Record extracts -

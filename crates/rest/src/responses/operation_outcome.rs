//! OperationOutcome bodies.
//!
//! Every error response, and every response that carries warnings, uses an
//! OperationOutcome built here.

use serde_json::{Value, json};

/// Issue severity levels.
#[derive(Debug, Clone, Copy, PartialEq, Eq)]
pub enum IssueSeverity {
    /// Processing cannot continue.
    Fatal,
    /// Processing has failed.
    Error,
    /// Processing succeeded with concerns.
    Warning,
    /// Informational only.
    Information,
}

impl IssueSeverity {
    /// Returns the wire code.
    pub fn as_str(&self) -> &'static str {
        match self {
            IssueSeverity::Fatal => "fatal",
            IssueSeverity::Error => "error",
            IssueSeverity::Warning => "warning",
            IssueSeverity::Information => "information",
        }
    }
}

/// Issue type codes.
#[derive(Debug, Clone, Copy, PartialEq, Eq)]
pub enum IssueType {
    /// Invalid content.
    Invalid,
    /// Required element missing.
    Required,
    /// Resource not found.
    NotFound,
    /// Resource was deleted.
    Deleted,
    /// Criteria matched more than one resource.
    MultipleMatches,
    /// Conflict with the current version.
    Conflict,
    /// Resource already exists.
    Duplicate,
    /// Content or operation not supported.
    NotSupported,
    /// Processing failed.
    Processing,
    /// Request took too long.
    Timeout,
    /// Temporary failure; retry later.
    Transient,
    /// Unexpected server error.
    Exception,
    /// Work was bounded.
    TooCostly,
    /// Informational message.
    Informational,
}

impl IssueType {
    /// Returns the wire code.
    pub fn as_str(&self) -> &'static str {
        match self {
            IssueType::Invalid => "invalid",
            IssueType::Required => "required",
            IssueType::NotFound => "not-found",
            IssueType::Deleted => "deleted",
            IssueType::MultipleMatches => "multiple-matches",
            IssueType::Conflict => "conflict",
            IssueType::Duplicate => "duplicate",
            IssueType::NotSupported => "not-supported",
            IssueType::Processing => "processing",
            IssueType::Timeout => "timeout",
            IssueType::Transient => "transient",
            IssueType::Exception => "exception",
            IssueType::TooCostly => "too-costly",
            IssueType::Informational => "informational",
        }
    }
}

/// A single issue.
#[derive(Debug, Clone)]
pub struct Issue {
    /// Severity.
    pub severity: IssueSeverity,
    /// Type code.
    pub code: IssueType,
    /// Human-readable description.
    pub details: String,
    /// Location of the problem, as an element path.
    pub expression: Option<String>,
}

impl Issue {
    /// Creates an issue.
    pub fn new(severity: IssueSeverity, code: IssueType, details: impl Into<String>) -> Self {
        Self {
            severity,
            code,
            details: details.into(),
            expression: None,
        }
    }

    /// Creates an error issue.
    pub fn error(code: IssueType, details: impl Into<String>) -> Self {
        Self::new(IssueSeverity::Error, code, details)
    }

    /// Creates a warning issue.
    pub fn warning(code: IssueType, details: impl Into<String>) -> Self {
        Self::new(IssueSeverity::Warning, code, details)
    }

    /// Sets the element path.
    pub fn with_expression(mut self, expression: impl Into<String>) -> Self {
        self.expression = Some(expression.into());
        self
    }

    /// Converts to JSON.
    pub fn to_json(&self) -> Value {
        let mut issue = json!({
            "severity": self.severity.as_str(),
            "code": self.code.as_str(),
            "details": {
                "text": self.details
            }
        });

        if let Some(expr) = &self.expression {
            issue["expression"] = json!([expr]);
        }

        issue
    }
}

/// Builder for OperationOutcome resources.
#[derive(Debug, Default)]
pub struct OperationOutcomeBuilder {
    issues: Vec<Issue>,
}

impl OperationOutcomeBuilder {
    /// Creates an empty builder.
    pub fn new() -> Self {
        Self::default()
    }

    /// Adds an issue.
    pub fn add_issue(mut self, issue: Issue) -> Self {
        self.issues.push(issue);
        self
    }

    /// Adds an error issue.
    pub fn error(self, code: IssueType, details: impl Into<String>) -> Self {
        self.add_issue(Issue::error(code, details))
    }

    /// Adds a warning issue.
    pub fn warning(self, code: IssueType, details: impl Into<String>) -> Self {
        self.add_issue(Issue::warning(code, details))
    }

    /// Returns true if no issue was added.
    pub fn is_empty(&self) -> bool {
        self.issues.is_empty()
    }

    /// Builds the OperationOutcome.
    pub fn build(self) -> Value {
        let issues: Vec<Value> = self.issues.iter().map(Issue::to_json).collect();

        json!({
            "resourceType": "OperationOutcome",
            "issue": issues
        })
    }
}

/// Creates an OperationOutcome with one error issue.
pub fn error_outcome(code: IssueType, message: &str) -> Value {
    OperationOutcomeBuilder::new().error(code, message).build()
}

Problem description - Look through the records and gather each line with the word "message".

Worked solution -
    /// Informational message.
pub fn error_outcome(code: IssueType, message: &str) -> Value {
    OperationOutcomeBuilder::new().error(code, message).build()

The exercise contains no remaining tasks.